Starting at the first line of the entries below, output every line exactly, up to and including the line with "attachments (including embedded".

» **Supplied data**
--- START ---

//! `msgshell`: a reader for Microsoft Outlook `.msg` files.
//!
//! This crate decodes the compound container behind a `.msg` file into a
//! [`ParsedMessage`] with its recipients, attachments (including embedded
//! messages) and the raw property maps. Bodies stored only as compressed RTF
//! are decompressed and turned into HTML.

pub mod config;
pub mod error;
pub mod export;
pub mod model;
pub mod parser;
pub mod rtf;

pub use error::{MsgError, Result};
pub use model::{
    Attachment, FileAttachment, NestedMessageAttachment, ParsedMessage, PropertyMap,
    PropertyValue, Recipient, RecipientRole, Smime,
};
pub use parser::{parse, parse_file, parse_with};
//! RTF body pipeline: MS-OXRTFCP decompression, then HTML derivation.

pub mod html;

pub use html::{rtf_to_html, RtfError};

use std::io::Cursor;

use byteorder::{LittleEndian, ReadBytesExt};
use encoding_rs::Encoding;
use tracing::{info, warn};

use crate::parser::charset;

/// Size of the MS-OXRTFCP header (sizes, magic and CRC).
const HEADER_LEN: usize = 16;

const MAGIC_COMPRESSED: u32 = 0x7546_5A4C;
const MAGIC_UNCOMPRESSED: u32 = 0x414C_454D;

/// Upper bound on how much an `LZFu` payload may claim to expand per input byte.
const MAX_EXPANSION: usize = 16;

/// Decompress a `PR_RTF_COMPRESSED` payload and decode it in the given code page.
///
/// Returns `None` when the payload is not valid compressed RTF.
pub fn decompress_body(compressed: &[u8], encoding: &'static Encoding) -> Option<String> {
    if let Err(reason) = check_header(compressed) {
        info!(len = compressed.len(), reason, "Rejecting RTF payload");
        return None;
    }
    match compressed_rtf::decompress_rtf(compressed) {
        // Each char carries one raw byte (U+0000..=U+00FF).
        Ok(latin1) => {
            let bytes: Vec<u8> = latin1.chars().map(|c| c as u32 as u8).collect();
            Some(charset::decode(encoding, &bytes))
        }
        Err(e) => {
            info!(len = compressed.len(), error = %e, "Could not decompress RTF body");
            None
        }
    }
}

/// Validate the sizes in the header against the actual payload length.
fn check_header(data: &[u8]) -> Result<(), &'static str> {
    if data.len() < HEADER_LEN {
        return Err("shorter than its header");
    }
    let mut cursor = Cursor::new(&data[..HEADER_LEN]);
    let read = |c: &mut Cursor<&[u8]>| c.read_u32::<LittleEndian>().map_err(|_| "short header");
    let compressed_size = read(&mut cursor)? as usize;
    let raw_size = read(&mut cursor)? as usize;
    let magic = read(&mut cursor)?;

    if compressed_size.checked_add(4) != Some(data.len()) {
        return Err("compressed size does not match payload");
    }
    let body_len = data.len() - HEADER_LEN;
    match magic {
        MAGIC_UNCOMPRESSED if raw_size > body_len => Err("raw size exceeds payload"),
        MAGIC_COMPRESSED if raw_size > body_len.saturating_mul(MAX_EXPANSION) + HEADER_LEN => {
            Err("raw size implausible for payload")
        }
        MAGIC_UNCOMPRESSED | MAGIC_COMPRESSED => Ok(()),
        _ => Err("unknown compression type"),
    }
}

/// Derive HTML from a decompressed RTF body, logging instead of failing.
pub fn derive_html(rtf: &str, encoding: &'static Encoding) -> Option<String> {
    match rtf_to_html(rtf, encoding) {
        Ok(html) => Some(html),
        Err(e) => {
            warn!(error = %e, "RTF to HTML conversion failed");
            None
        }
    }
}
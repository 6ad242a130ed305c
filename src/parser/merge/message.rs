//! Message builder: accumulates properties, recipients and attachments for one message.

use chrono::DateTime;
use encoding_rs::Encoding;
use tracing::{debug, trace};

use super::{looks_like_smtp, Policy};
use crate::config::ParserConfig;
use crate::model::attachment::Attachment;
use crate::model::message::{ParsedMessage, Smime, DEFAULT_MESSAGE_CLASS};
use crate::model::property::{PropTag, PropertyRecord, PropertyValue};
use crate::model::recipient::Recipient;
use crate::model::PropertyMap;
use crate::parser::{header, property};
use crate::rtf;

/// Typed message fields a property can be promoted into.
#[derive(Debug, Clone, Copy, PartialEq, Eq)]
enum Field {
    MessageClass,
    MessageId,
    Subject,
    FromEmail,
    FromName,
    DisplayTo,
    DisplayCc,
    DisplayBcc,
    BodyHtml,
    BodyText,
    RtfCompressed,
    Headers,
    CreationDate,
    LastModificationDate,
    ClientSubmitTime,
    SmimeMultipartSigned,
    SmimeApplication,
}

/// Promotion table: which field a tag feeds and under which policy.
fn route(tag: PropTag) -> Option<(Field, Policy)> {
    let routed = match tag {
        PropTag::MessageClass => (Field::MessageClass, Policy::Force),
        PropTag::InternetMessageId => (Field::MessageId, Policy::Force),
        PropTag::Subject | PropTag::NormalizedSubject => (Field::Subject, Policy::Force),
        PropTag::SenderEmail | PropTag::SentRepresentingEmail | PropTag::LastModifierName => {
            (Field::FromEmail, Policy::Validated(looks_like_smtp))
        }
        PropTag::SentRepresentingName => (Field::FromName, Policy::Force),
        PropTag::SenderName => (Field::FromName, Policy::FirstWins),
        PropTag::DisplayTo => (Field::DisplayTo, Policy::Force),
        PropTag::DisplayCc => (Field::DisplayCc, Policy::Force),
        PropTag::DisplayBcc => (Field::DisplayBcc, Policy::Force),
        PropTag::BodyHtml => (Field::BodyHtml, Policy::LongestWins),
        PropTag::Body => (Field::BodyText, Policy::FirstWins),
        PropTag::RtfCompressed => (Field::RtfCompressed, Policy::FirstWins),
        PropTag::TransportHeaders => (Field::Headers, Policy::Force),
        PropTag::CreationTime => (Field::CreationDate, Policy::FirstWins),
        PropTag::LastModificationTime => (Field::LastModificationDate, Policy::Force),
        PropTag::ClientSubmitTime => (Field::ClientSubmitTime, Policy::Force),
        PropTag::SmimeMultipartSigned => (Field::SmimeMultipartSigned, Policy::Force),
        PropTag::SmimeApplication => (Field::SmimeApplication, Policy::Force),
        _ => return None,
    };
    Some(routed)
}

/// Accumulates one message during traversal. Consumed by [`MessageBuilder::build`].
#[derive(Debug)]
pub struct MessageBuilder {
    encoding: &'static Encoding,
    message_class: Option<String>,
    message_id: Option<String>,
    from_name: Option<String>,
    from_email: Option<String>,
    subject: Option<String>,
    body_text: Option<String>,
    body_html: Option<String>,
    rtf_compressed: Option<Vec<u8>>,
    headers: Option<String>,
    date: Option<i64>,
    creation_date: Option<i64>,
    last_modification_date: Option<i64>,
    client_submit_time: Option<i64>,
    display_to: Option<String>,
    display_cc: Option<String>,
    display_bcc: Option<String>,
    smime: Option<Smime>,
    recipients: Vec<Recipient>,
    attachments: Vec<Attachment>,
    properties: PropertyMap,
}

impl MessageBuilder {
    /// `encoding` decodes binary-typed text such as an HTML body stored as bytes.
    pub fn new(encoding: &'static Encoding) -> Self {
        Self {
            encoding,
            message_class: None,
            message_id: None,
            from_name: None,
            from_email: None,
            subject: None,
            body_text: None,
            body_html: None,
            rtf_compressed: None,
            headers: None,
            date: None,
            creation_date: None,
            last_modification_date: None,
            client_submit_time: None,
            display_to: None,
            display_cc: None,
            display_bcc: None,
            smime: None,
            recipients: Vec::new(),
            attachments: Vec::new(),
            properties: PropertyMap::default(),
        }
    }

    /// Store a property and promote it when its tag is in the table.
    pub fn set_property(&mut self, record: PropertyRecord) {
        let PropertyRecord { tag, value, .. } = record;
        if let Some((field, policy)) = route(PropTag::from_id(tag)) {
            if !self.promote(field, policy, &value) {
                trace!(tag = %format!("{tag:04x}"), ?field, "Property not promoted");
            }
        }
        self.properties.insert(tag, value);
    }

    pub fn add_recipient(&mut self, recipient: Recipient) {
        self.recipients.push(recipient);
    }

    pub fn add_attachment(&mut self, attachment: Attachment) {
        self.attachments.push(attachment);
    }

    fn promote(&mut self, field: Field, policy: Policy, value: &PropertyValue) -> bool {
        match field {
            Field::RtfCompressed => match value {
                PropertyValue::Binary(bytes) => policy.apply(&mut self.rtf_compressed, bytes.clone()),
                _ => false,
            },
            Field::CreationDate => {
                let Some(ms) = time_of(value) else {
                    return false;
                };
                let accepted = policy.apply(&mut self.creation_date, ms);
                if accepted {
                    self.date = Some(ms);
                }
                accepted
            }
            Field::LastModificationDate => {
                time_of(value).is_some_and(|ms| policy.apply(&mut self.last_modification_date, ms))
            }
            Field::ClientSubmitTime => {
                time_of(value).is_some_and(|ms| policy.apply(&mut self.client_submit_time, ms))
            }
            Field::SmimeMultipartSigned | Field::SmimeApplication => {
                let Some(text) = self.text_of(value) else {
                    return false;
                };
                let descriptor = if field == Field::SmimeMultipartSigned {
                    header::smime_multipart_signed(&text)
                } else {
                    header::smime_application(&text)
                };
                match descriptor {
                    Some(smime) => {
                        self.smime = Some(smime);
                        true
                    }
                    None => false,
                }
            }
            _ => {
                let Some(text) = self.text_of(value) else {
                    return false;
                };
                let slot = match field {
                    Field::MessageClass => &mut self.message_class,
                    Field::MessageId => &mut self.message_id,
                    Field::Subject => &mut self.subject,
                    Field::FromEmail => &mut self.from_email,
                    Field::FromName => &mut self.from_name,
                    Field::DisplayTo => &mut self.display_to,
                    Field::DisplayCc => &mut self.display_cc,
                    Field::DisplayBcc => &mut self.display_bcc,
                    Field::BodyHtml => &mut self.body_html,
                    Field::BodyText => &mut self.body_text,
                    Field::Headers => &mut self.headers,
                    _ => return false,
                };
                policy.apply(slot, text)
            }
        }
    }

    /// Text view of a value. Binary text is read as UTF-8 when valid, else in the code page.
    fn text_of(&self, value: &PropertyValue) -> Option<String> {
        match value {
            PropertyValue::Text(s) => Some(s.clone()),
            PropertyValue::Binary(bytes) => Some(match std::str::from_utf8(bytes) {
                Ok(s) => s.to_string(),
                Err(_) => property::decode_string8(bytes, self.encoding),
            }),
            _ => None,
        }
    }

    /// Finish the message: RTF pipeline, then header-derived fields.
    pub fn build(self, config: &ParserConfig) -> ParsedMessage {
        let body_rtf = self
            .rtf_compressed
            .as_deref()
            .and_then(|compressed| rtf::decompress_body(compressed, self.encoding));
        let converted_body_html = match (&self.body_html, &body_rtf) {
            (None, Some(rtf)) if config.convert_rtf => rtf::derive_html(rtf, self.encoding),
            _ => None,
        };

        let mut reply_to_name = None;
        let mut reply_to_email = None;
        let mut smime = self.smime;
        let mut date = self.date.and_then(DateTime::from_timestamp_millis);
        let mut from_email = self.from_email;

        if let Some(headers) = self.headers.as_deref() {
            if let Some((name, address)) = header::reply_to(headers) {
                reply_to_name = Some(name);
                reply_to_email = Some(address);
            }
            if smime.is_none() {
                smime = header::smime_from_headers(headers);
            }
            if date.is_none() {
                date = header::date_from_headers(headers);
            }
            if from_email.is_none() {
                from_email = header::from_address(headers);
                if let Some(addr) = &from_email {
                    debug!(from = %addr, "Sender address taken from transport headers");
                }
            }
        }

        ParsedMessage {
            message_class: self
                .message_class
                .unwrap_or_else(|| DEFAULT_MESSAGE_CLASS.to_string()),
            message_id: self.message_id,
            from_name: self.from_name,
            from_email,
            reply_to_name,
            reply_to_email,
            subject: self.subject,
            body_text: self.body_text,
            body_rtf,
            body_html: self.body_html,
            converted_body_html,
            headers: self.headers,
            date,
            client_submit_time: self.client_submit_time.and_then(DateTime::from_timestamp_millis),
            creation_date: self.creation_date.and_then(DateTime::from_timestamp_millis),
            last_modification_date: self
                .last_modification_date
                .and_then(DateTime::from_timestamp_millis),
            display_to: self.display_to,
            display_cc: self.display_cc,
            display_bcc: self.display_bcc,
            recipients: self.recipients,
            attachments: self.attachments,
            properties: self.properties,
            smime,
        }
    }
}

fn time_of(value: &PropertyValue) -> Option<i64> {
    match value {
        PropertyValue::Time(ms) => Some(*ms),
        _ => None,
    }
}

--- END ---

» **Answer box**
//! `msgshell`: a reader for Microsoft Outlook `.msg` files.
//!
//! This crate decodes the compound container behind a `.msg` file into a
//! [`ParsedMessage`] with its recipients, attachments (including embedded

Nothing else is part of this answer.